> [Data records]
○ ○ ○ ○ ○ ○ ○
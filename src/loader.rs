// dridev/src/loader.rs
//
//! Generic helpers for opening device nodes and resolving the driver behind
//! an open descriptor.

use crate::error::Error;

use std::env;
use std::ffi::CString;
use std::fs;
use std::io;
use std::os::fd::{AsFd, AsRawFd, BorrowedFd, FromRawFd, OwnedFd};
use std::os::unix::ffi::OsStrExt;
use std::path::{Path, PathBuf};

/// PCI vendor id to driver name.
///
/// This is the loader's registered-driver table; a vendor absent from it can
/// still resolve through the sysfs kernel-driver fallback.
static DRIVER_MAP: [(u32, &str); 5] = [
    (0x8086, "i915"),
    (0x1002, "radeonsi"),
    (0x10de, "nouveau"),
    (0x15ad, "vmwgfx"),
    (0x1af4, "virtio_gpu"),
];

static DRI_PRIME_ENV_VAR: &str = "DRI_PRIME";

/// Opens a device node read-write with close-on-exec.
///
/// Kernels that reject `O_CLOEXEC` at open time get the flag applied through
/// `fcntl` instead.
pub fn open_device(path: &Path) -> Result<OwnedFd, Error> {
    let c_path = CString::new(path.as_os_str().as_bytes()).map_err(|_| Error::OpenError)?;
    unsafe {
        let mut fd = libc::open(c_path.as_ptr(), libc::O_RDWR | libc::O_CLOEXEC);
        if fd == -1 && io::Error::last_os_error().raw_os_error() == Some(libc::EINVAL) {
            fd = libc::open(c_path.as_ptr(), libc::O_RDWR);
            if fd != -1 {
                let flags = libc::fcntl(fd, libc::F_GETFD);
                libc::fcntl(fd, libc::F_SETFD, flags | libc::FD_CLOEXEC);
            }
        }
        if fd == -1 {
            warn!("failed to open device node {:?}", path);
            return Err(Error::OpenError);
        }
        Ok(OwnedFd::from_raw_fd(fd))
    }
}

/// Returns the (major, minor) numbers of the character device behind a
/// descriptor.
pub fn device_node_from_fd(fd: BorrowedFd) -> Option<(u32, u32)> {
    unsafe {
        let mut buf: libc::stat = std::mem::zeroed();
        if libc::fstat(fd.as_raw_fd(), &mut buf) < 0 {
            warn!("failed to stat fd {}", fd.as_raw_fd());
            return None;
        }
        if (buf.st_mode & libc::S_IFMT) != libc::S_IFCHR {
            warn!("fd {} is not a character device", fd.as_raw_fd());
            return None;
        }
        Some((libc::major(buf.st_rdev), libc::minor(buf.st_rdev)))
    }
}

fn sysfs_device_dir(fd: BorrowedFd) -> Option<PathBuf> {
    let (major, minor) = device_node_from_fd(fd)?;
    Some(PathBuf::from(format!(
        "/sys/dev/char/{}:{}/device",
        major, minor
    )))
}

/// Reads the PCI vendor and chip id of the device behind a descriptor.
pub fn pci_id_for_fd(fd: BorrowedFd) -> Option<(u32, u32)> {
    let sysfs = sysfs_device_dir(fd)?;
    let vendor = read_hex_file(&sysfs.join("vendor"))?;
    let chip = read_hex_file(&sysfs.join("device"))?;
    Some((vendor, chip))
}

/// Resolves the driver name for an open descriptor.
///
/// Resolution goes through the PCI-id table first, then falls back to the
/// kernel driver name sysfs reports for the device.
pub fn driver_for_fd(fd: BorrowedFd) -> Result<String, Error> {
    if let Some((vendor, chip)) = pci_id_for_fd(fd) {
        for &(map_vendor, driver) in &DRIVER_MAP {
            if vendor == map_vendor {
                debug!(
                    "pci id for fd {}: {:04x}:{:04x}, driver {}",
                    fd.as_raw_fd(),
                    vendor,
                    chip,
                    driver
                );
                return Ok(driver.to_owned());
            }
        }
        warn!(
            "pci id for fd {}: {:04x}:{:04x}, no driver found",
            fd.as_raw_fd(),
            vendor,
            chip
        );
    }

    // Non-PCI device, or a vendor the table does not know. Ask the kernel.
    let driver = sysfs_device_dir(fd)
        .and_then(|sysfs| uevent_field(&sysfs.join("uevent"), "DRIVER"))
        .ok_or(Error::DriverResolutionError)?;
    info!("using kernel driver {} for fd {}", driver, fd.as_raw_fd());
    Ok(driver)
}

/// Finds the render node belonging to the same DRM device as the descriptor.
pub fn render_node_for_fd(fd: BorrowedFd) -> Option<PathBuf> {
    let drm_dir = sysfs_device_dir(fd)?.join("drm");
    let entries = fs::read_dir(drm_dir).ok()?;
    for entry in entries.flatten() {
        let name = entry.file_name();
        if let Some(name) = name.to_str() {
            if name.starts_with("renderD") {
                return Some(PathBuf::from("/dev/dri").join(name));
            }
        }
    }
    None
}

/// The bus identity tag for the device behind a descriptor.
pub fn id_path_tag_for_fd(fd: BorrowedFd) -> Option<String> {
    let uevent = sysfs_device_dir(fd)?.join("uevent");
    let contents = fs::read_to_string(uevent).ok()?;
    pci_slot_to_id_path_tag(&contents)
}

/// Builds a `pci-dddd_bb_ss_f` tag from a sysfs uevent blob.
pub(crate) fn pci_slot_to_id_path_tag(uevent: &str) -> Option<String> {
    let slot = uevent
        .lines()
        .find_map(|line| line.strip_prefix("PCI_SLOT_NAME="))?;
    // "0000:02:00.0" becomes "pci-0000_02_00_0".
    let tag = slot.replace([':', '.'], "_");
    Some(format!("pci-{}", tag))
}

fn uevent_field(path: &Path, field: &str) -> Option<String> {
    let contents = fs::read_to_string(path).ok()?;
    contents
        .lines()
        .find_map(|line| line.strip_prefix(field).and_then(|rest| rest.strip_prefix('=')))
        .map(str::to_owned)
}

fn read_hex_file(path: &Path) -> Option<u32> {
    let raw = fs::read_to_string(path).ok()?;
    u32::from_str_radix(raw.trim().trim_start_matches("0x"), 16).ok()
}

/// Applies the user's `DRI_PRIME` device-selection override to an already
/// opened descriptor.
///
/// `"1"` selects any render node other than the default's; any other value
/// selects the device with that bus tag. Returns the chosen descriptor and
/// whether it differs from the default. Every failure path falls back to the
/// default descriptor unchanged.
pub fn user_preferred_fd(default_fd: OwnedFd) -> (OwnedFd, bool) {
    let prime = match env::var(DRI_PRIME_ENV_VAR) {
        Ok(prime) if !prime.is_empty() => prime,
        _ => return (default_fd, false),
    };

    let default_tag = match id_path_tag_for_fd(default_fd.as_fd()) {
        Some(tag) => tag,
        None => return (default_fd, false),
    };

    let target = crate::device::devices().into_iter().find(|device| {
        let tag = match device.id_path_tag() {
            Some(tag) => tag,
            None => return false,
        };
        if prime == "1" {
            device.render_node_path().is_some() && tag != default_tag
        } else {
            tag == prime
        }
    });

    let node = match target.as_ref().and_then(|device| device.render_node_path()) {
        Some(node) => node.to_owned(),
        None => return (default_fd, false),
    };

    match open_device(&node) {
        Ok(fd) => {
            info!("DRI_PRIME selected {:?}", node);
            let different = target
                .and_then(|device| device.id_path_tag().map(|tag| tag != default_tag))
                .unwrap_or(false);
            drop(default_fd);
            (fd, different)
        }
        Err(_) => (default_fd, false),
    }
}
#[test]
#[serial]
fn test_device_registry() {
    device::teardown();
    assert!(device::num_devices() >= 1);

    let devices = device::devices();
    assert!(devices[0].supports(DeviceCapabilities::SOFTWARE));
    assert!(device::is_valid(&devices[0]));

    device::teardown();
    // The list lazily rebuilds after teardown.
    assert!(device::num_devices() >= 1);
}

#[test]
fn test_driver_registry() {
    match driver::load_accelerated_driver("no-such-driver", 0) {
        Err(Error::DriverLoadError) => {}
        other => panic!("unexpected result: {:?}", other.err()),
    }

    fn factory(_fd: std::os::fd::RawFd) -> Result<Box<dyn DriverScreen>, Error> {
        Ok(Box::new(MockScreen::new(&[ARGB8888])))
    }
    driver::register_driver("mock-hw", factory);
    let screen = driver::load_accelerated_driver("mock-hw", 0).unwrap();
    assert_eq!(screen.driver_name(), "mock");
}

#[test]
fn test_loader_id_path_tag() {
    let uevent = "DRIVER=i915\nPCI_SLOT_NAME=0000:02:00.0\nPCI_ID=8086:9A49\n";
    assert_eq!(
        loader::pci_slot_to_id_path_tag(uevent).as_deref(),
        Some("pci-0000_02_00_0")
    );
    assert!(loader::pci_slot_to_id_path_tag("MAJOR=226\n").is_none());
}

#[test]
fn test_loader_open_missing_node() {
    match loader::open_device(Path::new("/dev/dri/renderD999-does-not-exist")) {
        Err(Error::OpenError) => {}
        other => panic!("unexpected result: {:?}", other.err()),
    }
}

#[test]
fn test_loader_rejects_non_character_devices() {
    let file = File::open("/").unwrap();
    assert!(loader::device_node_from_fd(file.as_fd()).is_none());

    let null = File::open("/dev/null").unwrap();
    assert_eq!(loader::device_node_from_fd(null.as_fd()), Some((1, 3)));
}

#[test]
fn test_cache_key_known_vector() {
    let key = CacheKey::compute([b"abc".as_slice()]);
    assert_eq!(key.to_string(), "a9993e364706816aba3e25717850c26c9cd0d89d");

    let split = CacheKey::compute([b"ab".as_slice(), b"c".as_slice()]);
    assert_eq!(key, split);
}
○ ○ ○ ○ ○ ○ ○
Taking the entries above, write out exactly each line from the one holding "static DRI_PRIME_ENV_VAR: &str" to the one holding "character device behind a", both included, and stop there.

static DRI_PRIME_ENV_VAR: &str = "DRI_PRIME";

/// Opens a device node read-write with close-on-exec.
///
/// Kernels that reject `O_CLOEXEC` at open time get the flag applied through
/// `fcntl` instead.
pub fn open_device(path: &Path) -> Result<OwnedFd, Error> {
    let c_path = CString::new(path.as_os_str().as_bytes()).map_err(|_| Error::OpenError)?;
    unsafe {
        let mut fd = libc::open(c_path.as_ptr(), libc::O_RDWR | libc::O_CLOEXEC);
        if fd == -1 && io::Error::last_os_error().raw_os_error() == Some(libc::EINVAL) {
            fd = libc::open(c_path.as_ptr(), libc::O_RDWR);
            if fd != -1 {
                let flags = libc::fcntl(fd, libc::F_GETFD);
                libc::fcntl(fd, libc::F_SETFD, flags | libc::FD_CLOEXEC);
            }
        }
        if fd == -1 {
            warn!("failed to open device node {:?}", path);
            return Err(Error::OpenError);
        }
        Ok(OwnedFd::from_raw_fd(fd))
    }
}

/// Returns the (major, minor) numbers of the character device behind a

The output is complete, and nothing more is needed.